//! Viewer configuration loaded from `batikwalk.toml` with env overrides.
//!
//! Every field has a default, so an empty or missing file runs the stock
//! walkthrough. Lookup order for the file: explicit path (first CLI
//! argument), then `BATIKWALK_CONFIG`, then `batikwalk.toml` in the working
//! directory.
//!
//! ```
//! use batikwalk::{GroundPolicy, ViewerConfig};
//!
//! let cfg = ViewerConfig::from_toml_str(r#"
//!     [locomotion]
//!     move_speed = 120.0
//!     ground_policy = "none"
//! "#).unwrap();
//!
//! assert_eq!(cfg.locomotion.move_speed, 120.0);
//! assert_eq!(cfg.locomotion.ground_policy, GroundPolicy::None);
//! assert_eq!(cfg.interaction.interaction_distance, 20.0);
//! ```

use std::path::{Path, PathBuf};

use glam::Vec3;
use serde::Deserialize;

use crate::canting::CantingConfig;
use crate::classify::ClassificationRules;
use crate::interaction::InteractionConfig;
use crate::locomotion::{GroundPolicy, LocomotionConfig};

/// Default config file name, looked up in the working directory.
pub const DEFAULT_CONFIG_FILE: &str = "batikwalk.toml";

/// Errors that can occur when loading the configuration.
#[derive(Debug, thiserror::Error)]
pub enum ConfigError {
    #[error("failed to read {path}: {source}")]
    Read {
        path: String,
        #[source]
        source: std::io::Error,
    },
    #[error("failed to parse config: {0}")]
    Parse(#[from] toml::de::Error),
}

#[derive(Clone, Debug, Deserialize)]
#[serde(default)]
pub struct WindowConfig {
    pub title: String,
    pub width: u32,
    pub height: u32,
}

impl Default for WindowConfig {
    fn default() -> Self {
        Self {
            title: "Rumah Batik".to_string(),
            width: 1280,
            height: 720,
        }
    }
}

#[derive(Clone, Debug, Deserialize)]
#[serde(default)]
pub struct SceneConfig {
    /// GLB model to walk through.
    pub path: PathBuf,
    /// Initial eye position.
    pub spawn: [f32; 3],
    /// Initial pitch in radians, negative looks down.
    pub spawn_pitch: f32,
    /// Initial yaw in radians.
    pub spawn_yaw: f32,
    /// TTF font for the HUD.
    pub font: PathBuf,
    /// Background colour (sRGB).
    pub clear_color: [f32; 3],
}

impl Default for SceneConfig {
    fn default() -> Self {
        Self {
            path: PathBuf::from("scene.glb"),
            spawn: [-23.427, 19.0, 49.81],
            spawn_pitch: -0.3,
            spawn_yaw: 0.0,
            font: PathBuf::from("assets/font.ttf"),
            clear_color: [0.8, 0.8, 0.8],
        }
    }
}

impl SceneConfig {
    pub fn spawn_position(&self) -> Vec3 {
        Vec3::from(self.spawn)
    }
}

#[derive(Clone, Debug, Deserialize)]
#[serde(default)]
pub struct LookConfig {
    /// Radians per pixel of mouse movement.
    pub sensitivity: f32,
    /// Vertical field of view in degrees.
    pub fov: f32,
    pub near: f32,
    pub far: f32,
}

impl Default for LookConfig {
    fn default() -> Self {
        Self {
            sensitivity: 0.002,
            fov: 75.0,
            near: 0.1,
            far: 2000.0,
        }
    }
}

/// Everything the viewer can be tuned with.
#[derive(Clone, Debug, Default, Deserialize)]
#[serde(default)]
pub struct ViewerConfig {
    pub window: WindowConfig,
    pub scene: SceneConfig,
    pub locomotion: LocomotionConfig,
    pub interaction: InteractionConfig,
    pub look: LookConfig,
    pub classification: ClassificationRules,
    pub canting: CantingConfig,
}

impl ViewerConfig {
    /// Parse from TOML text. Missing sections and fields keep their defaults.
    pub fn from_toml_str(text: &str) -> Result<Self, ConfigError> {
        let mut cfg: ViewerConfig = toml::from_str(text)?;
        cfg.classification = cfg.classification.normalized();
        Ok(cfg)
    }

    /// Read a config file.
    pub fn from_file(path: &Path) -> Result<Self, ConfigError> {
        let text = std::fs::read_to_string(path).map_err(|source| ConfigError::Read {
            path: path.display().to_string(),
            source,
        })?;
        Self::from_toml_str(&text)
    }

    /// Resolve the config file, load it and apply env overrides.
    ///
    /// An explicitly named file must exist; the default file is optional.
    pub fn load(explicit: Option<&Path>) -> Result<Self, ConfigError> {
        let from_env = std::env::var_os("BATIKWALK_CONFIG").map(PathBuf::from);
        let named = explicit.map(Path::to_path_buf).or(from_env);

        let mut cfg = match &named {
            Some(path) => {
                log::info!("Loading config from {}", path.display());
                Self::from_file(path)?
            }
            None => {
                let path = Path::new(DEFAULT_CONFIG_FILE);
                if path.is_file() {
                    log::info!("Loading config from {}", path.display());
                    Self::from_file(path)?
                } else {
                    log::info!("No {} found, using defaults", DEFAULT_CONFIG_FILE);
                    Self::default()
                }
            }
        };

        cfg.apply_overrides(|key| std::env::var(key).ok());
        Ok(cfg)
    }

    /// Env overrides for quick tuning. Unparsable values are ignored.
    pub fn apply_overrides(&mut self, lookup: impl Fn(&str) -> Option<String>) {
        if let Some(path) = lookup("BATIKWALK_SCENE") {
            self.scene.path = PathBuf::from(path);
        }
        if let Some(v) = lookup("BATIKWALK_MOVE_SPEED") {
            match v.parse() {
                Ok(speed) => self.locomotion.move_speed = speed,
                Err(_) => log::warn!("Ignoring BATIKWALK_MOVE_SPEED={}", v),
            }
        }
        if let Some(v) = lookup("BATIKWALK_GROUND_POLICY") {
            match v.parse::<GroundPolicy>() {
                Ok(policy) => self.locomotion.ground_policy = policy,
                Err(err) => log::warn!("Ignoring BATIKWALK_GROUND_POLICY: {}", err),
            }
        }
    }
}

#[cfg(test)]
mod tests {
    use super::*;

    #[test]
    fn empty_file_is_all_defaults() {
        let cfg = ViewerConfig::from_toml_str("").unwrap();

        assert_eq!(cfg.scene.spawn, [-23.427, 19.0, 49.81]);
        assert_eq!(cfg.scene.spawn_pitch, -0.3);
        assert_eq!(cfg.locomotion.player_radius, 1.5);
        assert_eq!(cfg.locomotion.eye_height, 13.0);
        assert_eq!(cfg.locomotion.ground_policy, GroundPolicy::StrictGroundOnly);
        assert_eq!(cfg.canting.canvas_size, 600);
        assert_eq!(cfg.classification.special_object_name, "Object_3_4");
    }

    #[test]
    fn sections_override_selected_fields() {
        let cfg = ViewerConfig::from_toml_str(
            r#"
            [window]
            title = "Test"

            [classification]
            ground_keywords = ["FLOOR"]

            [[canting.motifs]]
            name = "Parang"
            path = "assets/parang.png"
            "#,
        )
        .unwrap();

        assert_eq!(cfg.window.title, "Test");
        assert_eq!(cfg.window.width, 1280);
        assert_eq!(cfg.classification.ground_keywords, vec!["floor".to_string()]);
        assert_eq!(cfg.classification.interactable_keyword, "batik");
        assert_eq!(cfg.canting.motifs.len(), 1);
        assert_eq!(cfg.canting.motifs[0].name, "Parang");
        assert_eq!(cfg.canting.brush_radius, 60.0);
    }

    #[test]
    fn bad_toml_is_a_parse_error() {
        let result = ViewerConfig::from_toml_str("[locomotion]\nmove_speed = \"fast\"");
        assert!(matches!(result, Err(ConfigError::Parse(_))));
    }

    #[test]
    fn missing_explicit_file_is_an_error() {
        let result = ViewerConfig::from_file(Path::new("no/such/batikwalk.toml"));
        assert!(matches!(result, Err(ConfigError::Read { .. })));
    }

    #[test]
    fn env_overrides_apply_and_ignore_garbage() {
        let mut cfg = ViewerConfig::default();
        cfg.apply_overrides(|key| match key {
            "BATIKWALK_SCENE" => Some("other.glb".to_string()),
            "BATIKWALK_MOVE_SPEED" => Some("fast".to_string()),
            "BATIKWALK_GROUND_POLICY" => Some("none".to_string()),
            _ => None,
        });

        assert_eq!(cfg.scene.path, PathBuf::from("other.glb"));
        assert_eq!(cfg.locomotion.move_speed, 160.0);
        assert_eq!(cfg.locomotion.ground_policy, GroundPolicy::None);
    }
}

*Your task*:
Find the string "matches" in the material above. Then copy each line that has it.

*Answer section*:
        assert!(matches!(result, Err(ConfigError::Parse(_))));
        assert!(matches!(result, Err(ConfigError::Read { .. })));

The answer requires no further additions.